Lama penggunaan KB IUD hormonal ini terbatas antara 3 hingga 5 tahun. Jika digunakan lebih dari 5 tahun, efektivitasnya tentu akan berkurang dan peluang untuk hamil bisa meningkat (walau masih terdapat IUD di dalam rahim).

Benarkah KB IUD hormonal bisa membuat gemuk?

Sama seperti KB hormonal lainnya (pil, suntik, susuk), efek samping yang dapat ditimbulkan dari KB IUD hormonal antara lain adalah peningkatan berat badan, timbulnya jerawat dan gejala seperti PMS. Namun, efek samping hormonal yang ditimbulkan pada KB IUD lebih ringan dibandingkan dengan KB hormonal lainnya. Kondisi ini disebabkan oleh sifat hormon progestin yang dilepaskan dari IUD ini. Peningkatan berat badan akibat penggunaan KB IUD ini bukanlah peningkatan komposisi lemak, melainkan komposisi cairan tubuh yang lebih banyak diserap dan ditahan di dalam tubuh karena hormon ini bersifat menyerap cairan (mineralocorticoid).

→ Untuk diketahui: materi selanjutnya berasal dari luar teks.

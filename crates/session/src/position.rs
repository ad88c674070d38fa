//! Position acquisition
//!
//! Fixes arrive minutes apart and each request is single-shot: the provider
//! resolves with at most one fix per call, and the tracker issues the next
//! request only after the previous one completed, so at most one is ever in
//! flight. The latest fix is published through a watch channel; consumers
//! read it without blocking the sample/layout hot path.

use std::sync::Arc;
use std::time::Duration;

use async_trait::async_trait;
use log::{debug, warn};
use peaksight_core::geo::GeoPosition;
use tokio::sync::watch;
use tokio::task::JoinHandle;

use crate::error::SessionError;
use crate::settings::ACCURACY_WARNING_M;

/// Interval between position renewals.
pub const RENEWAL_INTERVAL: Duration = Duration::from_secs(60);

/// One resolved position fix.
#[derive(Debug, Clone, Copy, PartialEq)]
pub struct PositionFix {
    pub position: GeoPosition,
    pub accuracy_m: f32,
}

/// Display-only quality of the current fix.
#[derive(Debug, Clone, Copy, PartialEq, Eq)]
pub enum PositionStatus {
    /// No fix received yet this session
    NoFix,
    /// Fix accuracy worse than the warning threshold
    Inaccurate,
    Good,
}

/// Classify a fix for the status readout. Never an error: a stale or
/// missing fix is a warning state, layout proceeds regardless.
pub fn position_status(fix: Option<&PositionFix>) -> PositionStatus {
    match fix {
        None => PositionStatus::NoFix,
        Some(f) if f.accuracy_m > ACCURACY_WARNING_M => PositionStatus::Inaccurate,
        Some(_) => PositionStatus::Good,
    }
}

/// Source of single-shot position fixes.
#[async_trait]
pub trait PositionProvider: Send + Sync + 'static {
    /// Resolve at most one fix. The caller re-requests on its own schedule.
    async fn request_fix(&self) -> Result<PositionFix, SessionError>;
}

/// Background renewal task publishing the latest fix.
///
/// Requests immediately on start, then every renewal interval. `stop`
/// cancels the task; suspend/resume cycles must stop the old tracker before
/// starting a new one so timers never accumulate across activations.
pub struct PositionTracker {
    rx: watch::Receiver<Option<PositionFix>>,
    task: Option<JoinHandle<()>>,
}

impl PositionTracker {
    pub fn start(provider: Arc<dyn PositionProvider>) -> Self {
        Self::start_with_interval(provider, RENEWAL_INTERVAL)
    }

    pub fn start_with_interval(provider: Arc<dyn PositionProvider>, interval: Duration) -> Self {
        let (tx, rx) = watch::channel(None);
        let task = tokio::spawn(async move {
            loop {
                match provider.request_fix().await {
                    Ok(fix) => {
                        debug!(
                            "position fix {:.5},{:.5} \u{b1}{:.0}m",
                            fix.position.lat_deg, fix.position.lon_deg, fix.accuracy_m
                        );
                        if tx.send(Some(fix)).is_err() {
                            // All receivers gone
                            return;
                        }
                    }
                    Err(e) => warn!("position request failed: {}", e),
                }
                tokio::time::sleep(interval).await;
            }
        });
        Self {
            rx,
            task: Some(task),
        }
    }

    /// Most recent fix, if any arrived this session.
    pub fn latest(&self) -> Option<PositionFix> {
        *self.rx.borrow()
    }

    /// A receiver for callers that want to await changes.
    pub fn subscribe(&self) -> watch::Receiver<Option<PositionFix>> {
        self.rx.clone()
    }

    /// Cancel the renewal task.
    pub fn stop(&mut self) {
        if let Some(task) = self.task.take() {
            task.abort();
        }
    }

    pub fn is_running(&self) -> bool {
        self.task.as_ref().is_some_and(|t| !t.is_finished())
    }
}

impl Drop for PositionTracker {
    fn drop(&mut self) {
        self.stop();
    }
}
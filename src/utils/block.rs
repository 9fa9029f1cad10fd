//! Fixed-width big-endian integer access into a byte buffer.
//!
//! Every operation kind that reads a block (or a sub-block half) as an
//! integer routes through this pair, so the whole pipeline agrees on
//! big-endian byte order.

/// Reads `width` consecutive bytes at `offset` as a big-endian unsigned
/// integer.
///
/// # Parameters
/// - `buf`: Source byte buffer.
/// - `offset`: Index of the first byte to read.
/// - `width`: Number of bytes to read (1..=8).
///
/// # Panics
/// Panics if `width` is 0 or greater than 8, or if `offset + width`
/// exceeds the buffer length. Out-of-range access indicates a broken
/// alignment invariant upstream (padding guarantees every buffer reaching
/// an operation is a whole number of blocks), so it is a contract
/// violation rather than a recoverable error.
pub(crate) fn read_block(buf: &[u8], offset: usize, width: usize) -> u64 {
    assert!((1..=8).contains(&width), "block width out of range");
    assert!(
        offset + width <= buf.len(),
        "block read past end of buffer"
    );
    let mut value: u64 = 0;
    for &byte in &buf[offset..offset + width] {
        value = (value << 8) | byte as u64;
    }
    value
}

/// Writes the low `width` bytes of `value` at `offset`, big-endian.
///
/// # Parameters
/// - `buf`: Destination byte buffer.
/// - `offset`: Index of the first byte to write.
/// - `value`: Value whose low `width` bytes are stored.
/// - `width`: Number of bytes to write (1..=8).
///
/// # Panics
/// Panics under the same conditions as [`read_block`].
pub(crate) fn write_block(buf: &mut [u8], offset: usize, value: u64, width: usize) {
    assert!((1..=8).contains(&width), "block width out of range");
    assert!(
        offset + width <= buf.len(),
        "block write past end of buffer"
    );
    for i in 0..width {
        buf[offset + i] = (value >> (8 * (width - 1 - i))) as u8;
    }
}
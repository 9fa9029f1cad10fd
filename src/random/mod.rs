//! Deterministic random number generation for StrataCrypt.
//!
//! Provides the seeded bit-stream generator that drives shape-parameter
//! derivation and operation-pipeline construction.

pub(crate) mod mersenne_twister;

Sekitar 5 persen pengguna IUD hormonal mengeluh adanya peningkatan berat badan. Namun, laju peningkatan berat badan akan menurun setelah 3 bulan penggunaan dan akan kembali normal lagi setelah IUD dilepas. Perlu diingat juga bahwa peningkatan berat badan ini juga bisa dipengaruhi oleh gaya hidup Bunda yang tidak sehat, dan meningkatkan timbunan lemak tubuh juga selain efek hormonal dari KB IUD. Sehingga pengguna KB IUD hormonal tetap disarankan untuk menjaga gaya hidup sehat seperti menjaga pola makan dan olah raga teratur.

Simak efek samping yang sering dirasakan Bunda setelah memakai KB IUD di halaman berikutnya!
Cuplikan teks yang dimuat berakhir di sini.